We read with great interest the position article by Rockey et al.1 recently published in HEPATOLOGY. We agree with the authors that, despite the current enthusiasm for using noninvasive tests, liver biopsy remains an important tool in the evaluation of patients with liver disease.
However, we would like to emphasize that although it is recommended that an optimal liver biopsy specimen should have 11 or more complete portal tracts (CPTs) or be longer than 20 to 25 mm for the assessment of chronic viral hepatitis, there are several additional considerations2, 3 because more than one pass is likely for most percutaneous liver biopsy (PLB) procedures in order to achieve an adequate liver sample size. Indeed, in our systematic review,4 we showed that the mean length and number of CPTs in PLB series reported in the literature were 17.7 ± 5.8 mm and 7.5 ± 3.4, respectively, which are less than the optimal standards. Interestingly, in the same review,4 ultrasound guidance and more experienced operators were important factors for the length of PLB but not for the number of CPTs. Thus, on the basis of documented PLB series in the literature, more than one pass is likely to be needed, but this increases the risk of complications with PLB,5, 6 making the minimum requirement for optimal PLB unrealistic and potentially more dangerous for the patient. On the other hand, the main advantage of transjugular liver biopsy (TJLB) is that there is no penetration of Glisson's capsule and, therefore, bleeding is extremely rare.7 Thus, a review of TJLB series reported in the literature8 showed that the mean length and number of CPTs with TJLB after an average of 2.5 passes were 12.8 ± 4.5 mm and 6.8 ± 2.3, respectively. In addition, TJLB with three passes using a Tru-Cut 19-G needle yielded liver biopsy specimens comparable to PLB specimens (the mean length and number of CPTs were 22 ± 7 mm and 8.7 ± 5, respectively) without any serious complications,9 whereas TJLB with four passes provided liver specimens with a significantly greater number of CPTs in comparison with TJLB with three passes.10 Thus, at least four passes with TJLB should be performed when liver specimens are needed for histopathological hepatitis grading and staging. Moreover, hepatic venous pressure gradient measurements can be performed concomitantly, and this might be a better endpoint than histology for the assessment of the therapeutic benefit of antiviral therapy.11 These data show that, although the costs of TJLB are higher than those of PLB, it could be an alternative and safe approach for obtaining samples of adequate size for a reliable assessment of liver histology.

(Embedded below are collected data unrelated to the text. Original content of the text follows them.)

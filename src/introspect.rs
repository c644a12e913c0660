//! Text snapshot of the directory.
//!
//! One line per region, right before the first block inside it, then one line
//! per block, in directory order:
//!
//! ```text
//! [REGION] <start>-<end> <size>
//! [BLOCK]  <start>-<end> (<id>) '<label>' <size> <usage> <payload in use>
//! ```

use std::fmt::{self, Write};

use crate::{directory::Directory, region::Region};

pub(crate) fn write_state<W: Write>(directory: &Directory, sink: &mut W) -> fmt::Result {
    let mut current_region = None;

    for node in directory.nodes() {
        let block = unsafe { node.as_ref() };

        if current_region != Some(block.region) {
            current_region = Some(block.region);

            let region = unsafe { Region::of(block.region) };
            writeln!(sink, "[REGION] {:p}-{:p} {}", region.base(), region.end(), region.size())?;
        }

        writeln!(
            sink,
            "[BLOCK]  {:p}-{:p} ({}) '{}' {} {} {}",
            node,
            node.cast::<u8>().as_ptr().wrapping_add(block.size),
            block.id,
            block.label,
            block.size,
            block.usage,
            block.payload_in_use(),
        )?;
    }

    Ok(())
}

/// Writes straight to the standard output file descriptor without buffering,
/// so dumping the state of the global allocator never allocates.
#[cfg(unix)]
pub(crate) struct Stdout;

#[cfg(unix)]
impl Write for Stdout {
    fn write_str(&mut self, s: &str) -> fmt::Result {
        let mut bytes = s.as_bytes();

        while !bytes.is_empty() {
            let written = unsafe { libc::write(libc::STDOUT_FILENO, bytes.as_ptr().cast(), bytes.len()) };
            if written <= 0 {
                return Err(fmt::Error);
            }
            bytes = &bytes[written as usize..];
        }

        Ok(())
    }
}

/// Standard output through `std`. It buffers, so it may allocate.
#[cfg(not(unix))]
pub(crate) struct Stdout;

#[cfg(not(unix))]
impl Write for Stdout {
    fn write_str(&mut self, s: &str) -> fmt::Result {
        use std::io::Write as _;

        std::io::stdout().write_all(s.as_bytes()).map_err(|_| fmt::Error)
    }
}

#[cfg(test)]
mod tests {
    use std::ptr::NonNull;

    use super::*;
    use crate::{
        block::HEADER_SIZE,
        directory::tests::{FAKE_REGION_SIZE, add_region, carve, fake_region},
    };

    #[test]
    fn empty_directory_writes_nothing() {
        let mut out = String::new();

        write_state(&Directory::new(), &mut out).unwrap();

        assert!(out.is_empty());
    }

    #[test]
    fn regions_precede_their_blocks() {
        let mut directory = Directory::new();
        let (mut a, mut b) = (fake_region(), fake_region());
        let size = FAKE_REGION_SIZE;

        let first = add_region(&mut directory, &mut a, HEADER_SIZE + 16);
        let tail = carve(&mut directory, first, HEADER_SIZE + 16, 0);
        let second = add_region(&mut directory, &mut b, HEADER_SIZE + 32);
        unsafe { (*second.as_ptr()).label = crate::block::Label::new("named") };

        let mut out = String::new();
        write_state(&directory, &mut out).unwrap();

        let at = |block: NonNull<_>, len: usize| {
            let start = block.cast::<u8>().as_ptr();
            format!("{:p}-{:p}", start, start.wrapping_add(len))
        };
        let tail_size = size - HEADER_SIZE - 16;
        let expected = [
            format!("[REGION] {} {size}", at(first, size)),
            format!("[BLOCK]  {} (0) 'Allocation 0' {} {} 16", at(first, HEADER_SIZE + 16), HEADER_SIZE + 16, HEADER_SIZE + 16),
            format!("[BLOCK]  {} (1) 'Allocation 1' {tail_size} 0 0", at(tail, tail_size)),
            format!("[REGION] {} {size}", at(second, size)),
            format!("[BLOCK]  {} (2) 'named' {size} {} 32", at(second, size), HEADER_SIZE + 32),
        ];
        assert_eq!(expected.join("\n") + "\n", out);
    }

    #[test]
    fn dumping_twice_gives_the_same_text() {
        let mut directory = Directory::new();
        let mut a = fake_region();
        let first = add_region(&mut directory, &mut a, HEADER_SIZE + 16);
        carve(&mut directory, first, HEADER_SIZE + 16, HEADER_SIZE + 48);

        let (mut once, mut twice) = (String::new(), String::new());
        write_state(&directory, &mut once).unwrap();
        write_state(&directory, &mut twice).unwrap();

        assert_eq!(once, twice);
    }
}
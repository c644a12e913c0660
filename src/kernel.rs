//! Where regions come from. Everything above this module only sees
//! page-aligned spans handed out and taken back by the kernel.

use std::{
    ptr::NonNull,
    sync::atomic::{AtomicUsize, Ordering},
};

/// Cached page size, `0` until the first query. The kernel answers the same
/// thing every time, so racing writers store the same value.
static PAGE_SIZE: AtomicUsize = AtomicUsize::new(0);

pub(crate) struct Kernel;

/// Mapping and unmapping anonymous read-write memory, one implementation per
/// platform.
trait PlatformMemory {
    /// Maps `len` bytes of zeroed read-write memory, `None` if refused.
    unsafe fn map(len: usize) -> Option<NonNull<u8>>;

    /// Unmaps a span obtained from [`PlatformMemory::map`]. `false` if refused.
    unsafe fn unmap(addr: NonNull<u8>, len: usize) -> bool;

    unsafe fn query_page_size() -> usize;
}

/// Page size in bytes, the granularity of every region.
#[inline]
pub(crate) fn page_size() -> usize {
    let cached = PAGE_SIZE.load(Ordering::Relaxed);
    if cached != 0 {
        return cached;
    }

    let size = unsafe { Kernel::query_page_size() };
    PAGE_SIZE.store(size, Ordering::Relaxed);
    size
}

/// **SAFETY**: `len` must be a non-zero multiple of [`page_size`].
#[inline]
pub(crate) unsafe fn request_memory(len: usize) -> Option<NonNull<u8>> {
    unsafe { Kernel::map(len) }
}

/// **SAFETY**: `addr` and `len` must describe exactly one span obtained from
/// [`request_memory`], and nothing may touch it afterwards.
#[inline]
pub(crate) unsafe fn return_memory(addr: NonNull<u8>, len: usize) -> bool {
    unsafe { Kernel::unmap(addr, len) }
}

#[cfg(unix)]
mod unix {
    use std::{ffi::c_void, ptr::NonNull};

    use super::{Kernel, PlatformMemory};

    impl PlatformMemory for Kernel {
        unsafe fn map(len: usize) -> Option<NonNull<u8>> {
            let addr = unsafe {
                libc::mmap(
                    std::ptr::null_mut(),
                    len,
                    libc::PROT_READ | libc::PROT_WRITE,
                    libc::MAP_PRIVATE | libc::MAP_ANONYMOUS,
                    -1,
                    0,
                )
            };

            if addr == libc::MAP_FAILED {
                return None;
            }

            NonNull::new(addr.cast())
        }

        unsafe fn unmap(addr: NonNull<u8>, len: usize) -> bool {
            unsafe { libc::munmap(addr.as_ptr().cast::<c_void>(), len) == 0 }
        }

        unsafe fn query_page_size() -> usize {
            unsafe { libc::sysconf(libc::_SC_PAGESIZE) as usize }
        }
    }
}

#[cfg(windows)]
mod windows {
    use std::{ffi::c_void, mem::MaybeUninit, ptr::NonNull};

    use windows::Win32::System::{
        Memory::{MEM_COMMIT, MEM_RELEASE, MEM_RESERVE, PAGE_READWRITE, VirtualAlloc, VirtualFree},
        SystemInformation::GetSystemInfo,
    };

    use super::{Kernel, PlatformMemory};

    impl PlatformMemory for Kernel {
        unsafe fn map(len: usize) -> Option<NonNull<u8>> {
            let addr = unsafe { VirtualAlloc(None, len, MEM_RESERVE | MEM_COMMIT, PAGE_READWRITE) };

            NonNull::new(addr.cast())
        }

        // MEM_RELEASE frees the whole reservation and wants a size of zero.
        unsafe fn unmap(addr: NonNull<u8>, _len: usize) -> bool {
            unsafe { VirtualFree(addr.as_ptr().cast::<c_void>(), 0, MEM_RELEASE).is_ok() }
        }

        unsafe fn query_page_size() -> usize {
            let mut info = MaybeUninit::uninit();

            unsafe {
                GetSystemInfo(info.as_mut_ptr());
                info.assume_init().dwPageSize as usize
            }
        }
    }
}
//! A region-based general purpose allocator.
//!
//! Memory comes from the kernel in page-aligned regions (`mmap` on unix,
//! `VirtualAlloc` on windows). Each region is cut into blocks whose headers
//! live right before the memory handed out, and all blocks of all regions sit
//! in one list. A request reuses a block with enough room, picked by the
//! configured [`Policy`], or maps a new region. A region goes back to the
//! kernel as soon as every block inside it is free.
//!
//! Adjacent free blocks are never merged and a region is never grown: this is
//! a small allocator meant to be read and poked at, not a production one.
//!
//! ```no_run
//! use fitalloc::MemAlloc;
//!
//! let allocator = MemAlloc::new();
//!
//! let ptr = allocator.named_allocate(64, "scratch");
//! assert!(!ptr.is_null());
//!
//! let mut state = String::new();
//! allocator.dump_state(&mut state).unwrap();
//! print!("{state}");
//!
//! unsafe { allocator.release(ptr) };
//! ```
//!
//! It can also stand in for the global allocator, reading its configuration
//! from `ALLOCATOR_ALGORITHM` and `ALLOCATOR_SCRIBBLE`:
//!
//! ```no_run
//! use fitalloc::MemAlloc;
//!
//! #[global_allocator]
//! static ALLOCATOR: MemAlloc = MemAlloc::from_env();
//! ```

mod block;
pub mod config;
mod directory;
pub mod error;
mod heap;
mod introspect;
mod kernel;
mod placement;
mod region;
mod split;
mod utils;

use std::{
    alloc::{GlobalAlloc, Layout},
    cell::Cell,
    fmt,
    ptr::{self, NonNull},
};

use spin::{Mutex, Once};

use crate::{
    block::{ALIGNMENT, Block},
    heap::{Heap, Resized},
};
pub use crate::{
    config::{Config, DebugFill, Policy},
    error::{AllocError, UnknownPolicy},
};

/// The allocator.
///
/// Every operation takes one lock around the whole heap for as long as it
/// walks or changes it, kernel calls included. Instances are independent: each
/// one owns its own regions and numbers its own blocks.
pub struct MemAlloc {
    heap: Mutex<Heap>,
    config: Once<Config>,
}

impl MemAlloc {
    /// An allocator with the default [`Config`].
    #[inline]
    pub const fn new() -> Self {
        Self::with_config(Config::DEFAULT)
    }

    #[inline]
    pub const fn with_config(config: Config) -> Self {
        Self {
            heap: Mutex::new(Heap::new()),
            config: Once::initialized(config),
        }
    }

    /// An allocator that reads its [`Config`] from the environment the first
    /// time it is used. See [`Config::from_env`].
    #[inline]
    pub const fn from_env() -> Self {
        Self {
            heap: Mutex::new(Heap::new()),
            config: Once::new(),
        }
    }

    pub fn config(&self) -> Config {
        *self.config.call_once(Config::from_env)
    }

    /// Allocates `size` bytes, scribbling them when the config asks for it.
    /// Returns null for a zero size or when the kernel has no memory left.
    pub fn allocate(&self, size: usize) -> *mut u8 {
        self.allocate_with(size, self.config().debug_fill)
    }

    /// Same as [`MemAlloc::allocate`] with the debug fill chosen by the caller.
    pub fn allocate_with(&self, size: usize, fill: DebugFill) -> *mut u8 {
        self.try_allocate(size, fill).map_or(ptr::null_mut(), NonNull::as_ptr)
    }

    /// Same as [`MemAlloc::allocate`] with the returned pointer a multiple of
    /// `align`, a power of two no larger than the page size. Alignments past
    /// 16 bytes take a region of their own.
    pub fn allocate_aligned(&self, size: usize, align: usize) -> *mut u8 {
        self.try_allocate_aligned(size, align, self.config().debug_fill)
            .map_or(ptr::null_mut(), NonNull::as_ptr)
    }

    /// Allocates `size` bytes, telling why when it can't.
    pub fn try_allocate(&self, size: usize, fill: DebugFill) -> Result<NonNull<u8>, AllocError> {
        self.try_allocate_aligned(size, ALIGNMENT, fill)
    }

    pub fn try_allocate_aligned(&self, size: usize, align: usize, fill: DebugFill) -> Result<NonNull<u8>, AllocError> {
        let policy = self.config().policy;

        let result = self
            .heap
            .lock()
            .allocate_aligned(size, align, policy, fill)
            .map(Block::payload);

        match result {
            Ok(ptr) => report(|| log::trace!("allocate({size}, {align}) -> {ptr:p}")),
            Err(err) => report(|| log::debug!("allocate({size}, {align}) failed: {err}")),
        }

        result
    }

    /// Same as [`MemAlloc::allocate`] but labels the block, which shows up in
    /// [`MemAlloc::dump_state`].
    pub fn named_allocate(&self, size: usize, label: &str) -> *mut u8 {
        let config = self.config();

        let mut heap = self.heap.lock();
        let result = heap.allocate(size, config.policy, config.debug_fill).map(|block| {
            unsafe { heap.rename(block, label) };
            Block::payload(block)
        });
        drop(heap);

        match result {
            Ok(ptr) => {
                report(|| log::trace!("named_allocate({size}, {label:?}) -> {ptr:p}"));
                ptr.as_ptr()
            }
            Err(err) => {
                report(|| log::debug!("named_allocate({size}, {label:?}) failed: {err}"));
                ptr::null_mut()
            }
        }
    }

    /// Allocates room for `count` elements of `size` bytes, all zero.
    pub fn zero_allocate(&self, count: usize, size: usize) -> *mut u8 {
        let Some(total) = count.checked_mul(size) else {
            report(|| log::debug!("zero_allocate({count}, {size}) overflows"));
            return ptr::null_mut();
        };

        zeroed(self.allocate(total), total)
    }

    /// Gives `ptr` back. Null is ignored.
    ///
    /// # Safety
    ///
    /// `ptr` must be null or a live pointer returned by this allocator.
    pub unsafe fn release(&self, ptr: *mut u8) {
        let Some(ptr) = NonNull::new(ptr) else {
            return;
        };

        let result = unsafe { self.heap.lock().release(Block::from_payload(ptr)) };

        match result {
            Ok(()) => report(|| log::trace!("release({ptr:p})")),
            Err(err) => report(|| log::error!("release({ptr:p}): {err}")),
        }
    }

    /// Makes the allocation at `ptr` hold `new_size` bytes, moving it when it
    /// has to grow past its block. A null `ptr` allocates; a zero `new_size`
    /// releases `ptr` and returns null. On failure null is returned and `ptr`
    /// is left untouched.
    ///
    /// # Safety
    ///
    /// `ptr` must be null or a live pointer returned by this allocator. When
    /// the returned pointer is not null, `ptr` must no longer be used.
    pub unsafe fn resize(&self, ptr: *mut u8, new_size: usize) -> *mut u8 {
        unsafe { self.resize_aligned(ptr, new_size, ALIGNMENT) }
    }

    /// [`MemAlloc::resize`] keeping the pointer a multiple of `align` when the
    /// allocation moves.
    ///
    /// # Safety
    ///
    /// Same as [`MemAlloc::resize`].
    unsafe fn resize_aligned(&self, ptr: *mut u8, new_size: usize, align: usize) -> *mut u8 {
        let Some(old) = NonNull::new(ptr) else {
            return self.allocate_aligned(new_size, align);
        };

        if new_size == 0 {
            unsafe { self.release(ptr) };
            return ptr::null_mut();
        }

        let config = self.config();
        let result = unsafe {
            self.heap
                .lock()
                .resize(Block::from_payload(old), new_size, align, config.policy, config.debug_fill)
        };

        match result {
            Ok(Resized { block, stale }) => {
                let new = Block::payload(block);
                report(|| log::trace!("resize({old:p}, {new_size}) -> {new:p}"));
                if let Some(err) = stale {
                    report(|| log::error!("resize({old:p}, {new_size}): releasing the old block: {err}"));
                }
                new.as_ptr()
            }
            Err(err) => {
                report(|| log::debug!("resize({old:p}, {new_size}) failed: {err}"));
                ptr::null_mut()
            }
        }
    }

    /// Writes every region and block to `sink`, in list order.
    pub fn dump_state<W: fmt::Write>(&self, sink: &mut W) -> fmt::Result {
        self.heap.lock().dump(sink)
    }

    /// [`MemAlloc::dump_state`] to standard output.
    pub fn dump_state_stdout(&self) {
        let _ = self.dump_state(&mut introspect::Stdout);
    }
}

impl Default for MemAlloc {
    fn default() -> Self {
        Self::new()
    }
}

fn zeroed(ptr: *mut u8, len: usize) -> *mut u8 {
    if !ptr.is_null() {
        unsafe { ptr.write_bytes(0, len) };
    }

    ptr
}

thread_local! {
    /// Set while this thread is inside a log call made by the allocator.
    static REPORTING: Cell<bool> = const { Cell::new(false) };
}

/// Runs `log` unless this thread is already logging for the allocator. A
/// logger that allocates comes back here through the allocator and is skipped
/// instead of recursing.
fn report(emit: impl FnOnce()) {
    let entered = REPORTING
        .try_with(|reporting| !reporting.replace(true))
        .unwrap_or(false);
    if !entered {
        return;
    }

    emit();

    let _ = REPORTING.try_with(|reporting| reporting.set(false));
}

/// Any power-of-two alignment up to the page size is served. Alignments past
/// 16 bytes take a region of their own.
unsafe impl GlobalAlloc for MemAlloc {
    unsafe fn alloc(&self, layout: Layout) -> *mut u8 {
        self.allocate_aligned(layout.size(), layout.align())
    }

    unsafe fn alloc_zeroed(&self, layout: Layout) -> *mut u8 {
        zeroed(self.allocate_aligned(layout.size(), layout.align()), layout.size())
    }

    unsafe fn dealloc(&self, ptr: *mut u8, _layout: Layout) {
        unsafe { self.release(ptr) }
    }

    unsafe fn realloc(&self, ptr: *mut u8, layout: Layout, new_size: usize) -> *mut u8 {
        unsafe { self.resize_aligned(ptr, new_size, layout.align()) }
    }
}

Regarding liver biopsy devices, we have found that the PLB Menghini needles yield significantly longer samples (19.9 ± 6.6 mm) than PLB using Tru-Cut needles (19.9 versus 14.3 mm, P = 0.016),4 whereas TJLB using Tru-Cut needles8 provides better samples than TJLB using Menghini needles (14.5 versus 9.5 mm, P = 0.008). Finally, apart from the length and width, fragmentation also determines the quality of a liver biopsy specimen. In our recent study,10 we found that fragmentation occurs during the handling of the biopsy specimen, just after it has been obtained, and not during histological preparation.